When it comes to planning home renovations, it's easy to get carried away with dreaming of that extra bedroom, bold makeover or open-plan kitchen diner.
Before you launch into your newest project, though, you might want to think twice – those much-coveted additions and adjustments could cost you when you come to sell up.
Hitachi Personal Finance has identified the top four home improvements that could decrease the value of your property, backed by experienced estate agents.
1. Tearing down walls
The trend for open-plan living means that many of us are taking down walls to create the perfect kitchen-diner-sitting area. But while the idea of a light and airy space might have you drooling, reducing the number of rooms could put potential homebuyers off. 'Homebuyers see extra rooms as a way of separating the functions of the house, so avoid converting two bedrooms into one larger room,' says Bola Ranson of Ranson estate agency.
2. Ignoring your market
Think about it: while adding an extension can up the value of your home, most homebuyers looking for a £400,000 home won't want to live on a street where every other property is £200,000.

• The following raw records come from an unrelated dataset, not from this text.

impl Pipeline {
    /// Create a pipeline over `store` dispatching to `registry`'s handlers.
    #[must_use]
    pub fn new(
        store: DataStore,
        registry: HandlerRegistry,
        runner: Arc<dyn CommandRunner>,
        log: Arc<Logger>,
    ) -> Self {
        Self {
            store,
            registry,
            runner,
            log,
            cancel: CancelToken::new(),
        }
    }

    /// Share an externally owned cancellation token.
    #[must_use]
    pub fn with_cancel(mut self, cancel: CancelToken) -> Self {
        self.cancel = cancel;
        self
    }

    /// The data store the pipeline writes to.
    #[must_use]
    pub const fn store(&self) -> &DataStore {
        &self.store
    }

    fn root_config(&self) -> Result<RootConfig> {
        let config = RootConfig::load(self.store.fs(), self.store.paths().dotfiles_root())?;
        for warning in &config.warnings {
            self.log.warn(&warning.to_string());
        }
        Ok(config)
    }

    fn handler_context<'a>(&'a self, pack: &'a Pack, opts: &Options) -> HandlerContext<'a> {
        HandlerContext {
            pack,
            store: &self.store,
            enable_home_symlinks: opts.enable_home_symlinks,
            command_timeout: opts.command_timeout,
        }
    }

    /// Discovered packs, honouring the pack filter.
    ///
    /// # Errors
    ///
    /// Returns a configuration error for an unreadable root or pack config,
    /// or a not-found error for requested packs that do not exist.
    pub fn list(&self, opts: &Options) -> Result<Vec<Pack>> {
        let root = self.root_config()?;
        let requested = normalize_pack_names(&opts.packs);
        discover_packs(
            self.store.fs(),
            self.store.paths(),
            &root,
            &requested,
            &*self.log,
        )
    }

    /// Run the pipeline and return the populated execution context.
    ///
    /// # Errors
    ///
    /// Discovery, configuration, and rule errors are returned before anything
    /// runs. If any action fails the context is returned inside
    /// [`DodotError::ActionsFailed`]; if the run is cancelled it is returned
    /// inside [`DodotError::Cancelled`].
    pub fn run(&self, opts: &Options) -> Result<ExecutionContext> {
        let root = self.root_config()?;
        let requested = normalize_pack_names(&opts.packs);
        let packs = discover_packs(
            self.store.fs(),
            self.store.paths(),
            &root,
            &requested,
            &*self.log,
        )?;
        self.log.debug(&format!(
            "{} pack(s) under {} ({})",
            packs.len(),
            self.store.paths().dotfiles_root().display(),
            self.store.paths().root_source()
        ));

        let _lock = (!opts.dry_run).then(|| self.store.lock()).transpose()?;

        let outcomes = if opts.intent.is_inverse() {
            self.clear_packs(&packs, &root.rules, opts)?
        } else {
            self.deploy_packs(&packs, &root.rules, opts)?
        };

        let mut ctx = ExecutionContext::new(opts.intent.as_str(), opts.dry_run);
        for (pack, results) in outcomes {
            ctx.add_pack(&pack)?;
            for result in results {
                ctx.add_handler_result(&pack, result)?;
            }
        }

        if self.cancel.is_cancelled() {
            ctx.complete_cancelled()?;
            self.log.warn("cancelled; remaining actions were not started");
            return Err(DodotError::Cancelled {
                context: Box::new(ctx),
            });
        }

        ctx.complete()?;
        let failed = ctx.failures();
        if failed > 0 {
            return Err(DodotError::ActionsFailed {
                failed,
                context: Box::new(ctx),
            });
        }
        Ok(ctx)
    }

    /// Report the status of every item in the selected packs.
    ///
    /// Read-only: takes no lock and writes nothing.
    ///
    /// # Errors
    ///
    /// Returns discovery, configuration, and rule errors, or a filesystem
    /// error if state cannot be inspected.
    pub fn status(&self, opts: &Options) -> Result<Vec<StatusEntry>> {
        let root = self.root_config()?;
        let packs = discover_packs(
            self.store.fs(),
            self.store.paths(),
            &root,
            &normalize_pack_names(&opts.packs),
            &*self.log,
        )?;
        let defaults = default_rules();

        let mut entries = Vec::new();
        for pack in &packs {
            let groups = group_matches(
                self.store.fs(),
                &self.registry,
                &defaults,
                &root.rules,
                pack,
                CommandIntent::All,
                false,
            )?;
            let hctx = self.handler_context(pack, opts);
            for group in groups {
                let handler = group.entry.create();
                for m in &group.matches {
                    let entry = match handler.to_action(&hctx, m) {
                        Ok(action) => StatusEntry {
                            pack: pack.name.clone(),
                            handler: group.entry.name.to_string(),
                            file: action.file(),
                            target: action.target.clone(),
                            status: handler.status(&action, &self.store)?,
                        },
                        Err(e) => StatusEntry {
                            pack: pack.name.clone(),
                            handler: group.entry.name.to_string(),
                            file: display_relative(&m.relative),
                            target: None,
                            status: Status::error(StatusError::Invalid, e.to_string()),
                        },
                    };
                    entries.push(entry);
                }
            }
        }
        Ok(entries)
    }

    /// Plan every pack, resolve target conflicts, and execute.
    fn deploy_packs(
        &self,
        packs: &[Pack],
        root_rules: &[Rule],
        opts: &Options,
    ) -> Result<Vec<PackOutcome>> {
        let defaults = default_rules();
        let mut plans = Vec::with_capacity(packs.len());
        for pack in packs {
            let groups = group_matches(
                self.store.fs(),
                &self.registry,
                &defaults,
                root_rules,
                pack,
                opts.intent,
                false,
            )?;
            let handlers = plan_actions(&self.handler_context(pack, opts), groups, opts.intent);
            plans.push(PackPlan {
                pack: pack.clone(),
                handlers,
            });
        }

        let claims = TargetClaims::from_actions(plans.iter().flat_map(PackPlan::actions));
        if opts.dry_run {
            for action in plans.iter().flat_map(PackPlan::actions) {
                if let Some(err) = claims.conflict(action) {
                    self.log
                        .warn(&format!("{}/{}: {err}", action.pack, action.file()));
                }
            }
        }
        let claims = (!opts.dry_run).then_some(&claims);

        let outcomes = self.for_each_pack(
            &plans,
            |plan| plan.pack.name.as_str(),
            opts.parallel,
            |plan, log| self.execute_plan(plan, claims, opts, log),
        );

        if !opts.dry_run && opts.intent.includes(RunMode::Linking) {
            let shell_facing = plans
                .iter()
                .flat_map(PackPlan::actions)
                .any(|a| a.handler == path::NAME || a.handler == shell::NAME);
            if shell_facing {
                self.refresh_init_script();
            }
        }
        Ok(outcomes)
    }

    fn execute_plan(
        &self,
        plan: &PackPlan,
        claims: Option<&TargetClaims>,
        opts: &Options,
        log: &dyn Log,
    ) -> Vec<HandlerResult> {
        log.stage(&plan.pack.name);
        let mut exec = Executor::new(&self.store, &*self.runner, log)
            .dry_run(opts.dry_run)
            .force(opts.force)
            .cancel_on(&self.cancel);
        if let Some(claims) = claims {
            exec = exec.with_claims(claims);
        }

        let mut results = Vec::new();
        for handler in &plan.handlers {
            if self.cancel.is_cancelled() {
                break;
            }
            if handler.actions.is_empty() {
                continue;
            }
            let name = handler.group.entry.name;
            let done = exec.execute(&handler.actions);
            if done.is_empty() {
                continue;
            }
            log.info(&format!("{name}: {}", summarize(&done, opts.dry_run)));
            results.push(HandlerResult::from_actions(name, done));
        }
        results
    }

    /// Call each participating handler's clear operation for every pack.
    fn clear_packs(
        &self,
        packs: &[Pack],
        root_rules: &[Rule],
        opts: &Options,
    ) -> Result<Vec<PackOutcome>> {
        let defaults = default_rules();
        let mut planned = Vec::with_capacity(packs.len());
        for pack in packs {
            let groups = group_matches(
                self.store.fs(),
                &self.registry,
                &defaults,
                root_rules,
                pack,
                opts.intent,
                true,
            )?;
            planned.push((pack, groups));
        }

        Ok(self.for_each_pack(
            &planned,
            |(pack, _)| pack.name.as_str(),
            opts.parallel,
            |(pack, groups), log| self.clear_pack(pack, groups, opts, log),
        ))
    }

    fn clear_pack(
        &self,
        pack: &Pack,
        groups: &[HandlerGroup],
        opts: &Options,
        log: &dyn Log,
    ) -> Vec<HandlerResult> {
        log.stage(&pack.name);
        let hctx = self.handler_context(pack, opts);
        let mut results = Vec::new();
        for group in groups {
            if self.cancel.is_cancelled() {
                break;
            }
            let name = group.entry.name;
            match group.entry.create().clear(&hctx, &group.matches, opts.dry_run) {
                Ok(items) if items.is_empty() => log.debug(&format!("{name}: nothing to remove")),
                Ok(items) => {
                    for item in &items {
                        if opts.dry_run {
                            log.dry_run(&format!("would remove {} {}", item.kind, item.path.display()));
                        } else if let Some(err) = &item.error {
                            log.warn(&format!("failed to remove {}: {err}", item.path.display()));
                        } else {
                            log.debug(&format!("removed {} {}", item.kind, item.path.display()));
                        }
                    }
                    log.info(&format!("{name}: {} removed", items.len()));
                    results.push(HandlerResult::from_cleared(name, items));
                }
                Err(e) => {
                    log.error(&format!("{name}: {e}"));
                    results.push(HandlerResult::failed(
                        name,
                        group.files(),
                        ActionError::from(&e),
                    ));
                }
            }
        }
        results
    }

    /// Run `work` for each item, sequentially or on the rayon pool.
    ///
    /// In parallel mode each pack logs into a [`BufferedLog`] that is
    /// replayed when the pack finishes, so output never interleaves.
    fn for_each_pack<T, N, W>(
        &self,
        items: &[T],
        name: N,
        parallel: bool,
        work: W,
    ) -> Vec<PackOutcome>
    where
        T: Sync,
        N: Fn(&T) -> &str + Sync,
        W: Fn(&T, &dyn Log) -> Vec<HandlerResult> + Sync,
    {
        if parallel && items.len() > 1 {
            return items
                .par_iter()
                .map(|item| {
                    let pack = name(item);
                    if self.cancel.is_cancelled() {
                        return (pack.to_string(), Vec::new());
                    }
                    self.log.notify_pack_start(pack);
                    let buf = BufferedLog::new(Arc::clone(&self.log));
                    let results = work(item, &buf);
                    buf.flush_and_complete(pack);
                    (pack.to_string(), results)
                })
                .collect();
        }
        let mut outcomes = Vec::with_capacity(items.len());
        for item in items {
            let pack = name(item).to_string();
            if self.cancel.is_cancelled() {
                outcomes.push((pack, Vec::new()));
                continue;
            }
            let results = work(item, &*self.log);
            outcomes.push((pack, results));
        }
        outcomes
    }

    fn refresh_init_script(&self) {
        let script = shell_init::render(self.store.paths().data_dir());
        match self.store.write_init_script(&script) {
            Ok(true) => self.log.info(&format!(
                "wrote shell init script {}",
                self.store.paths().init_script().display()
            )),
            Ok(false) => self.log.debug("shell init script unchanged"),
            Err(e) => self.log.warn(&format!("cannot write shell init script: {e}")),
        }
    }
}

It's worth considering your ideal buyer, too. If it's a young professional, for example, are they really going to appreciate the thousands of pounds you spent on a landscape gardener?
Dark, eclectic schemes might be high on our wishlists right now, but it's important to remember that most people will have very different tastes to you, and your bold colours, eccentric patterns or unusual textiles could put off potential buyers.
That doesn't mean you can't go ahead with your Jackson Pollock-esque feature wall, though – just be aware that you'll need to redecorate in neutral colours before you sell.
4. Avoiding paperwork
We know, we know – it's the boring part of owning a home that no one wants to think about. But making sure your home transformations are legitimate and have the right accreditations. That means that loft conversions and extensions need to be done under the with the right permissions, including any building control checks – and you need the paperwork to prove it.